Bernadette Achiro is the chairperson of a womens’group in Pader district that is borrowing money from Pride Microfinance. They formed the group in 2014 and have been borrowing school fees and business loans.
“I have powered my kiosk with solar and there I charge mobile phones for people at a fee. My colleagues are selling food items in the market, I started my business through borrowing capital with fellow group members from Pride Microfinance” explained Achiro.
Before joining the village group, they had limited access to credit for capital to start their businesses.
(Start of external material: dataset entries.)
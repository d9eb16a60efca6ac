//! Video Encoder Filter
//!
//! This module implements `VideoEncoder`, a one-in one-out filter that
//! compresses raw pictures into VP8 or VP9 through an external
//! [`pinflow::codec::VideoEncoderCodec`].
//!
//! ## Responsibilities
//! - Accepts I420, YV12 or YUY2 input with even dimensions; YV12 and YUY2
//!   are converted to I420 before encoding
//! - Forces a keyframe when the host asks for one, when the input sample is
//!   a discontinuity, or when its start time is at or before zero
//! - Packages codec packets into samples sized to the negotiated output
//!   buffer; the first sample after a start, flush or forced keyframe is
//!   flagged as a discontinuity
//! - Routes first-pass statistics to a side sink and drops first-pass frames
//! - Drains the codec at end-of-stream and restarts it on flush
//!
//! ## Settings (applied at the next start)
//! See [`EncoderConfig`]; every tuning knob is optional.
//!
//! ## Example
//! ```
//! use pinflow::Filter;
//! use pinflow_filters::{EncoderConfig, VideoEncoder, reference::IdentityVideoEncoder};
//!
//! # fn main() -> pinflow::Result<()> {
//! let config = EncoderConfig {
//!     keyframe_max_interval: Some(30),
//!     ..Default::default()
//! };
//! let encoder = VideoEncoder::vp8(IdentityVideoEncoder::new(&config)).with_config(config)?;
//! let encoder = Filter::new("encode", encoder);
//! encoder.with_impl(|e| e.force_keyframe())?;
//! # Ok(())
//! # }
//! ```

// SPDX-FileCopyrightText: 2025 Contributors to the pinflow project.
// SPDX-License-Identifier: Apache-2.0

/// Filter implementation (pins, staging, packaging, drain and flush)
mod imp;

/// Encoder settings and validation
mod state;


pub use imp::VideoEncoder;
pub use state::{EncoderConfig, EndUsage, KeyframeMode, MAX_QUANTIZER, PassMode};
The process of borrowing money from existing banks was too long.
“One has to fill in the form which is verified from the bank branch in Agago,5 kilometers away from Pader and then its brought back after a week, when you are lucky and it is approved then you get the money,’ she explained.
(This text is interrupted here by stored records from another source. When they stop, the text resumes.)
impl BufferPool {
    /// Creates an empty, decommitted pool. `name` is used in log messages.
    pub fn new(name: impl Into<String>) -> Self {
        Self {
            shared: Arc::new(PoolShared {
                name: name.into(),
                state: Mutex::new(PoolState {
                    properties: PoolProperties::default().normalized(),
                    committed: false,
                    free: Vec::new(),
                    outstanding: 0,
                }),
                returned: Condvar::new(),
            }),
        }
    }

    /// Settles the pool properties from the consumer's request and the
    /// minimum the connected format requires.
    ///
    /// The result is the element-wise maximum of both, so it never drops
    /// below `required`.
    ///
    /// # Errors
    ///
    /// Returns [`Error::WrongState`] while the pool is committed or while
    /// buffers are still leased.
    pub fn negotiate(
        &self,
        requested: &PoolProperties,
        required: &PoolProperties,
    ) -> Result<PoolProperties> {
        let mut state = self.shared.lock()?;
        if state.committed {
            return Err(Error::WrongState("pool is committed"));
        }
        if state.outstanding > 0 {
            return Err(Error::WrongState("pool buffers are outstanding"));
        }
        let actual = requested.max(required).normalized();
        state.properties = actual;
        state.free.clear();
        debug!("Pool {} negotiated {:?}", self.shared.name, actual);
        Ok(actual)
    }

    /// Current properties.
    pub fn properties(&self) -> Result<PoolProperties> {
        Ok(self.shared.lock()?.properties)
    }

    /// Allocates the buffers. Idempotent.
    ///
    /// # Errors
    ///
    /// Returns [`Error::OutOfMemory`] if storage cannot be reserved.
    pub fn commit(&self) -> Result<()> {
        let mut state = self.shared.lock()?;
        if state.committed {
            return Ok(());
        }
        let properties = state.properties;
        let mut free = Vec::with_capacity(properties.buffer_count);
        for _ in 0..properties.buffer_count.saturating_sub(state.outstanding) {
            free.push(Storage::allocate(&properties)?);
        }
        state.free = free;
        state.committed = true;
        debug!(
            "Pool {} committed {} x {} bytes",
            self.shared.name, properties.buffer_count, properties.buffer_size
        );
        Ok(())
    }

    /// Releases idle buffers, fails pending and future acquisitions, then
    /// waits up to `timeout` for leased buffers to come back. Idempotent.
    ///
    /// # Errors
    ///
    /// Returns [`Error::Timeout`] if leases are still outstanding when the
    /// timeout expires. This is a resource leak and is not retried.
    pub fn decommit(&self, timeout: Duration) -> Result<()> {
        let mut state = self.shared.lock()?;
        if state.committed {
            state.committed = false;
            state.free.clear();
            self.shared.returned.notify_all();
            debug!("Pool {} decommitted", self.shared.name);
        }

        let deadline = Instant::now() + timeout;
        while state.outstanding > 0 {
            let now = Instant::now();
            if now >= deadline {
                error!(
                    "Pool {} decommit timed out with {} buffers outstanding",
                    self.shared.name, state.outstanding
                );
                return Err(Error::Timeout(format!(
                    "{} outstanding buffers of pool {}",
                    state.outstanding, self.shared.name
                )));
            }
            let (next, _) = self
                .shared
                .returned
                .wait_timeout(state, deadline - now)
                .map_err(|_| Error::poisoned(&self.shared.name))?;
            state = next;
        }
        Ok(())
    }

    pub fn is_committed(&self) -> Result<bool> {
        Ok(self.shared.lock()?.committed)
    }

    /// Number of buffers currently leased out.
    pub fn outstanding(&self) -> Result<usize> {
        Ok(self.shared.lock()?.outstanding)
    }

    /// Leases a buffer, blocking while every buffer is in use.
    ///
    /// Must not be called while holding a filter lock.
    ///
    /// # Errors
    ///
    /// Returns [`Error::NotCommitted`] if the pool is (or becomes) decommitted.
    pub fn acquire(&self) -> Result<Sample> {
        lockcheck::assert_not_held("BufferPool::acquire");
        let mut state = self.shared.lock()?;
        loop {
            if !state.committed {
                return Err(Error::NotCommitted);
            }
            if let Some(storage) = state.free.pop() {
                state.outstanding += 1;
                return Ok(self.lease(storage));
            }
            trace!("Pool {} exhausted, waiting", self.shared.name);
            state = self
                .shared
                .returned
                .wait(state)
                .map_err(|_| Error::poisoned(&self.shared.name))?;
        }
    }

    /// Leases a buffer without blocking.
    ///
    /// # Errors
    ///
    /// Returns [`Error::PoolExhausted`] if no buffer is free, or
    /// [`Error::NotCommitted`] if the pool is decommitted.
    pub fn try_acquire(&self) -> Result<Sample> {
        let mut state = self.shared.lock()?;
        if !state.committed {
            return Err(Error::NotCommitted);
        }
        let storage = state.free.pop().ok_or(Error::PoolExhausted)?;
        state.outstanding += 1;
        Ok(self.lease(storage))
    }

    fn lease(&self, storage: Storage) -> Sample {
        Sample::leased(Lease {
            storage,
            pool: self.shared.clone(),
        })
    }
}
“Apart from that, the security demanded was too high which most women don’t have like land, with land titles, cattle, motorcycles and sometimes houses, with Pride Microfinance members of my group can either borrow money for solar panels and chargers or agribusiness” Achiro further explained.
As a result women could only access school fees loans but cannot go for agribusiness loans due to lack of collateral inform of land. She also added that agriculture doesn’t yield immediate results like business.
Achiro revealed this at the opening of Pride Microfinance Branch in Pader district, supported by aBi Trust. The new branch will promote integrated community banking financed by aBi up to a tune of over 600 million shillings.
Officials from Bank of Uganda, Pader District, aBi Trust and Pride Microfinance cut a ribbon to signify the launch of Pride Microfinance (MDI) Pader, Northern Uganda.
The service will be extended to women groups starting from 500,000 Uganda Shillings and under this banking model, there is no need for collateral because group members guarantee each other, explained Edward Nkanji, the Executive Director Pride Microfinance.
Why women in Pader do not own land.
According to Achiro, when people returned from the internally displaced people’s camps after the Lord’s Resistance Army (LRA) Kony war, they grabbed all pieces of land within town which have been used for construction therefore there is not enough land for them to use as surety.
“In my culture women don’t won land and yet most banks want to see the land on which you are growing the crops before they can give the money but we plan to acquire land as a group for agriculture to sustain our livelihoods,” added Achiro.
Achiro’s testimony is proof that whereas 70% of agricultural work and food production is carried out by women in rural areas of Uganda, many still find it hard to access agricultural financing due to lack of land.
Godfrey Okidi, the Financial Services Officer at aBi adds that opportunities are limited for women farmers to participate in agribusiness training and receive extension services and also participate in the decision making process in their house holds affairs.
“It’s neither easy for them to obtain women friendly agricultural inputs nor get the necessary loans for agricultural activities due to underlying challenges such as lack of land ownership among others, as aBi we have partnered with Pride to mitigate these constraints’ said Okidi.
Other challenges include low branch network presence especially in remote areas where the majority of the targeted unbaked population resides is a mojor hinderance.
According to Okidi, aBi has been partnering with Pride Microfinance since 2011 to promote integrated community banking and clean energy technologies in remote areas of the country.
“aBi’s interest is to bring financial services closer by promoting institutions such as these to develop products that suit the agriculture portfolio and cross cutting issues of gender, human rights and climate change mitigation measures,” said Okidi.
At the same event, director commercial banking at Bank of Uganda, Benedict Sekabira said that the new branch in Pader supplements central banks call for expansion of financial services to create access for the unbanked rural population in Uganda.
With a smile on her face, Achiro said “having taken a loan from Pride Microfinance, am now able to pay school fees, medical bills and food for my family, I plan on saving my profits so I can buy land in the near future”.